───── Supplied entries ─────

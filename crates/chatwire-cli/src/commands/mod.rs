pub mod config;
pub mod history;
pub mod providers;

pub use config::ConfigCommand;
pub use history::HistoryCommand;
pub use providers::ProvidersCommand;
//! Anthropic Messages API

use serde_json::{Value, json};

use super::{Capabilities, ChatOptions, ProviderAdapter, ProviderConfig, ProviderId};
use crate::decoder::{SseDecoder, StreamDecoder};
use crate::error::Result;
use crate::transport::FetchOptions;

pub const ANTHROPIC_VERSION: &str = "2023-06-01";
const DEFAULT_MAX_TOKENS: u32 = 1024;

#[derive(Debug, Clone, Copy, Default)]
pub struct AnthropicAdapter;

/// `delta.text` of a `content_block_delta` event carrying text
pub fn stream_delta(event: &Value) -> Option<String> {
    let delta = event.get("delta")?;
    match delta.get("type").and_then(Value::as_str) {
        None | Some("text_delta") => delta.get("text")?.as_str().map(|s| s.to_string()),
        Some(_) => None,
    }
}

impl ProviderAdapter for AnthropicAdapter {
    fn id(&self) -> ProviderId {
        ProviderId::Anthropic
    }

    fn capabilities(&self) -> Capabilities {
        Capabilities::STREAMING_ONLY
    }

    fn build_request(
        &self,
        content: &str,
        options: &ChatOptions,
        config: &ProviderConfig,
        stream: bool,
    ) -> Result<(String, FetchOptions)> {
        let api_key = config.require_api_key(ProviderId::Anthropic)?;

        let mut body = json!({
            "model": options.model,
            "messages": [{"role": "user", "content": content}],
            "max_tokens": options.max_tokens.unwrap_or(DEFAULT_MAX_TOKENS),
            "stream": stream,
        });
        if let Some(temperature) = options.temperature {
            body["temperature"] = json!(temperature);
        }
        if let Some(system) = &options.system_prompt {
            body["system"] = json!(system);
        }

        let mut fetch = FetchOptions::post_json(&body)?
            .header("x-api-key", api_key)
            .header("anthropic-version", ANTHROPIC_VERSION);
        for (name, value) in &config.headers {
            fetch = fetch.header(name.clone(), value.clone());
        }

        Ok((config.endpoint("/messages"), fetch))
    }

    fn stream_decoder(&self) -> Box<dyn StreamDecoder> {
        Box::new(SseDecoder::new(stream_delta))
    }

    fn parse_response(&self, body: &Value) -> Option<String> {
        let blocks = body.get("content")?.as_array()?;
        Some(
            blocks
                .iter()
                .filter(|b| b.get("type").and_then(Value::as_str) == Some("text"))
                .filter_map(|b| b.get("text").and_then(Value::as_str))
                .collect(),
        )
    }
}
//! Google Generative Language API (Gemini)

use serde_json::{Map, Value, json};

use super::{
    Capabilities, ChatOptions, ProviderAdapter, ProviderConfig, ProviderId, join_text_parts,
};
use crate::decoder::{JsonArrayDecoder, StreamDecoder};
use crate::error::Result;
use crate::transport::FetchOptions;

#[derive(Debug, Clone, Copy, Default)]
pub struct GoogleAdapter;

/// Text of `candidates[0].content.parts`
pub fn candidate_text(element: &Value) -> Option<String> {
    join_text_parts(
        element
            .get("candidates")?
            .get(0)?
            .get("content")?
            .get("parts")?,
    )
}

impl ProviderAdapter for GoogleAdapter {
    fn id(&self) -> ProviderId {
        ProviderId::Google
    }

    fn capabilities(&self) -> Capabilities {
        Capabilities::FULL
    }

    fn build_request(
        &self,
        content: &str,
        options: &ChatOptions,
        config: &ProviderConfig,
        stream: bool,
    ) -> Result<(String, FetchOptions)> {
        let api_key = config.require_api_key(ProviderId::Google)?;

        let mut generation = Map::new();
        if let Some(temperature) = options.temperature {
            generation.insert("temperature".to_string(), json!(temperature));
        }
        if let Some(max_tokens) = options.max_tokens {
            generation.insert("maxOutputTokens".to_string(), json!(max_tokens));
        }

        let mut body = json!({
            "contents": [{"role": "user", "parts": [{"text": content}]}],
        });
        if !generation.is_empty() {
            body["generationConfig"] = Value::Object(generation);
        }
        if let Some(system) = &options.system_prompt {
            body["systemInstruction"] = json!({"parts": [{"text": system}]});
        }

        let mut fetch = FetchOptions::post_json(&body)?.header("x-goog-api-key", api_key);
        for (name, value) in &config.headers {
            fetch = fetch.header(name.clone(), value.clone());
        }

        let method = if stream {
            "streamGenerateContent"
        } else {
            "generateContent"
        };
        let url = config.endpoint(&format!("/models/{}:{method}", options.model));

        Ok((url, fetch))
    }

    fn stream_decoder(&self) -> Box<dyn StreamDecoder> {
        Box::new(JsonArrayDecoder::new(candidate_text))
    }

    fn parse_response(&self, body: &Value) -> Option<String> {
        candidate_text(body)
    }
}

─────

Problem details: All lines of the entries containing the string "impl" must be shown in full.

Solution to this task:
impl ProviderAdapter for AnthropicAdapter {
impl ProviderAdapter for GoogleAdapter {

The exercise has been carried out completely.